2013-01-04 16:19:42.385793+00 by Dan Lyke 2 comments

Charlene's been off for these two holiday weeks, and I've taken a few extra days, so with the time of both of us around the house we've managed to start on the remaining big house project: Wiring.

The bottom half of the house is old 2-wire Romex-like stuff, it bothers Charlene a bunch, but the part that really wigged me out was the lighting circuit, which was knob-and-tube, which had been patched and grafted on to, and then had insulation blown-in over it. In fact I didn't know that it was knob-and-tube, thought it had all been upgraded to the Romex-like material and there were just one or two vestiges to an exterior light fixture, 'til I tackled that.

At any rate, in the process of replacing and upgrading this wiring, we're starting to get the chance to upgrade some components. The bathroom now has 2 GFCI electrical circuits, which means we're ready to put in the fancy bidet seat. We can run a separate circuit for a ceiling heater fan combo. The living room ceiling fan box is no longer buried in insulation, so I can think about things like a thermostatic controller that'll turn on automatically to remove the thermocline that settles over the living room when we turn on the heater. Maybe even upgrade the ceiling fan, though I think I've put that off.
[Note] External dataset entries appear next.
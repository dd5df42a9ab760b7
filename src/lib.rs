//! Exact Longest Common Subsequence (LCS) for arbitrary sequences.
//!
//! This crate computes, for two slices of comparable elements, the LCS
//! length, the aligned index pairs and the subsequence values, using the
//! classical O(m·n) dynamic program. It is meant to be embedded in diffing,
//! alignment or similarity-scoring code.
//!
//! ## Core idea
//! 1. Wrap the two sequences in an [`Lcs`] calculator.
//! 2. Ask for what you need: [`Lcs::length`], [`Lcs::index_pairs`],
//!    [`Lcs::values`] or the raw [`Lcs::table`].
//! 3. Each artifact is computed at most once and cached for the lifetime of
//!    the calculator.
//!
//! The length alone never needs the full table: unless a table is already
//! cached it is computed with a single rolling row in O(min(m, n)) space.
//!
//! ## Quick start
//! ```
//! use lcs_dp::{IndexPair, Lcs};
//!
//! let a = [1, 2, 3, 4, 1];
//! let b = [3, 4, 1, 2, 1, 3];
//! let lcs = Lcs::new(&a, &b);
//! assert_eq!(lcs.length(), 3);
//! assert_eq!(lcs.values(), &[&1, &2, &3]);
//! assert_eq!(lcs.index_pairs()[0], IndexPair::new(0, 2));
//! ```
//!
//! ## Cancellation
//! Every operation has a `try_*` form taking a [`CancelSignal`]. The signal is
//! polled once per outer-loop iteration of the table fill and of the rolling
//! length pass. A cancelled call returns an error and caches nothing, so it
//! can simply be retried.
//!
//! ```
//! use lcs_dp::{CancelToken, Lcs, LcsError};
//!
//! let a: Vec<u32> = (0..1000).collect();
//! let lcs = Lcs::new(&a, &a);
//! let token = CancelToken::new();
//! token.cancel();
//! assert_eq!(lcs.try_values(&token), Err(LcsError::requested()));
//! assert_eq!(lcs.values().len(), 1000);
//! ```
//!
//! ## Features
//! - `parallel`: score batches of pairs on the rayon pool ([`batch`]).
//! - `tracing`: emit spans around table, rolling and traceback passes.
//! - `heavy`: enable large stress tests.

pub mod batch;
pub mod builder;
pub mod calculator;
pub mod cancel;
pub mod error;
pub mod length;
pub mod table;
pub mod traceback;
pub mod traits;

pub use crate::builder::LcsBuilder;
pub use crate::calculator::{lcs_length, lcs_values, Lcs};
pub use crate::cancel::{CancelSignal, CancelToken, Uncancellable};
pub use crate::error::{CancelCause, LcsError};
pub use crate::table::LcsTable;
pub use crate::traceback::IndexPair;
pub use crate::traits::{EqMatcher, Matcher};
So we've got a grand or few in appliance-like hardware to buy. Some of this stuff is available at the big box stores, at least in the lower grades, some product lines are allegedly carried by dealers down in San Rafael or over in the East Bay, but all of it is available on-line.
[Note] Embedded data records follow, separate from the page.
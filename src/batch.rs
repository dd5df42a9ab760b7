//! Scoring many independent sequence pairs.
//!
//! Each pair runs the rolling-length computation on its own; with the
//! `parallel` feature the pairs are spread over the rayon pool. Every pair is
//! still a single-threaded computation.

#[cfg(feature = "parallel")]
use rayon::prelude::*;

use crate::cancel::{infallible, CancelSignal, Uncancellable};
use crate::length::rolling_length;
use crate::traits::EqMatcher;

/// A borrowed `(left, right)` input pair.
pub type SeqPair<'a, T> = (&'a [T], &'a [T]);

/// LCS length of every pair, in input order.
#[cfg(feature = "parallel")]
pub fn lengths<T: PartialEq + Sync>(pairs: &[SeqPair<'_, T>]) -> Vec<usize> {
    infallible(try_lengths(pairs, &Uncancellable))
}

/// LCS length of every pair, in input order.
#[cfg(not(feature = "parallel"))]
pub fn lengths<T: PartialEq>(pairs: &[SeqPair<'_, T>]) -> Vec<usize> {
    infallible(try_lengths(pairs, &Uncancellable))
}

/// Cancellable [`lengths`]. The first error observed is returned and all
/// results are discarded.
#[cfg(feature = "parallel")]
pub fn try_lengths<T, S>(pairs: &[SeqPair<'_, T>], signal: &S) -> Result<Vec<usize>, S::Error>
where
    T: PartialEq + Sync,
    S: CancelSignal + Sync,
    S::Error: Send,
{
    #[cfg(feature = "tracing")]
    let span = tracing::debug_span!("batch_lengths", pairs = pairs.len(), parallel = true);
    #[cfg(feature = "tracing")]
    let _enter = span.enter();

    pairs
        .par_iter()
        .map(|&(left, right)| rolling_length(left, right, &EqMatcher, signal))
        .collect()
}

/// Cancellable [`lengths`]. The first error observed is returned and all
/// results are discarded.
#[cfg(not(feature = "parallel"))]
pub fn try_lengths<T, S>(pairs: &[SeqPair<'_, T>], signal: &S) -> Result<Vec<usize>, S::Error>
where
    T: PartialEq,
    S: CancelSignal,
{
    #[cfg(feature = "tracing")]
    let span = tracing::debug_span!("batch_lengths", pairs = pairs.len(), parallel = false);
    #[cfg(feature = "tracing")]
    let _enter = span.enter();

    pairs
        .iter()
        .map(|&(left, right)| rolling_length(left, right, &EqMatcher, signal))
        .collect()
}

/// Similarity ratio `2·LCS / (|a| + |b|)`, in `[0, 1]`.
///
/// Two empty sequences are identical and score `1.0`.
pub fn similarity<T: PartialEq>(a: &[T], b: &[T]) -> f64 {
    let total = a.len() + b.len();
    if total == 0 {
        return 1.0;
    }
    let common = infallible(rolling_length(a, b, &EqMatcher, &Uncancellable));
    (2 * common) as f64 / total as f64
}

#[cfg(test)]
mod tests {
    use super::*;
    use crate::cancel::CancelToken;

    #[test]
    fn lengths_in_input_order() {
        let a = b"ABCBDAB".to_vec();
        let b = b"BDCABA".to_vec();
        let e: Vec<u8> = Vec::new();
        let pairs: Vec<SeqPair<'_, u8>> = vec![
            (&a[..], &b[..]),
            (&a[..], &a[..]),
            (&e[..], &b[..]),
            (&b[..], &a[..]),
        ];
        assert_eq!(lengths(&pairs), vec![4, 7, 0, 4]);
    }

    #[test]
    fn empty_batch() {
        let pairs: Vec<SeqPair<'_, u8>> = Vec::new();
        assert!(lengths(&pairs).is_empty());
    }

    #[test]
    fn cancelled_batch_fails() {
        let a = [1, 2, 3];
        let pairs: Vec<SeqPair<'_, i32>> = vec![(&a[..], &a[..]), (&a[..], &a[..])];
        let token = CancelToken::new();
        token.cancel();
        assert!(try_lengths(&pairs, &token).is_err());
    }

    #[test]
    fn similarity_bounds() {
        assert_eq!(similarity::<u8>(&[], &[]), 1.0);
        assert_eq!(similarity(b"ABC", b""), 0.0);
        assert_eq!(similarity(b"ABC", b"ABC"), 1.0);
        assert_eq!(similarity(b"AB", b"AC"), 0.5);
    }
}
In another vein, Charlene is jealous of my iPad and wants to get a tablet. Various stores around us carry the lower-end models, but none of them stock the ones you might actually want.

Here's the thing I find striking: Looking at and handling a product doubles the price. And, of course, there's no guarantee that if we drive the 20+ miles to the store they'll have anything we're interested in, just some products from the line. Further, for many things the only way to get them at the big box store (Home Despot, Lowe's, etc) is to order them. People talk about the value in retail being in able to handle the product first, but that's 50% hit and miss, and then the physical store wants double what the online store does to order it for you.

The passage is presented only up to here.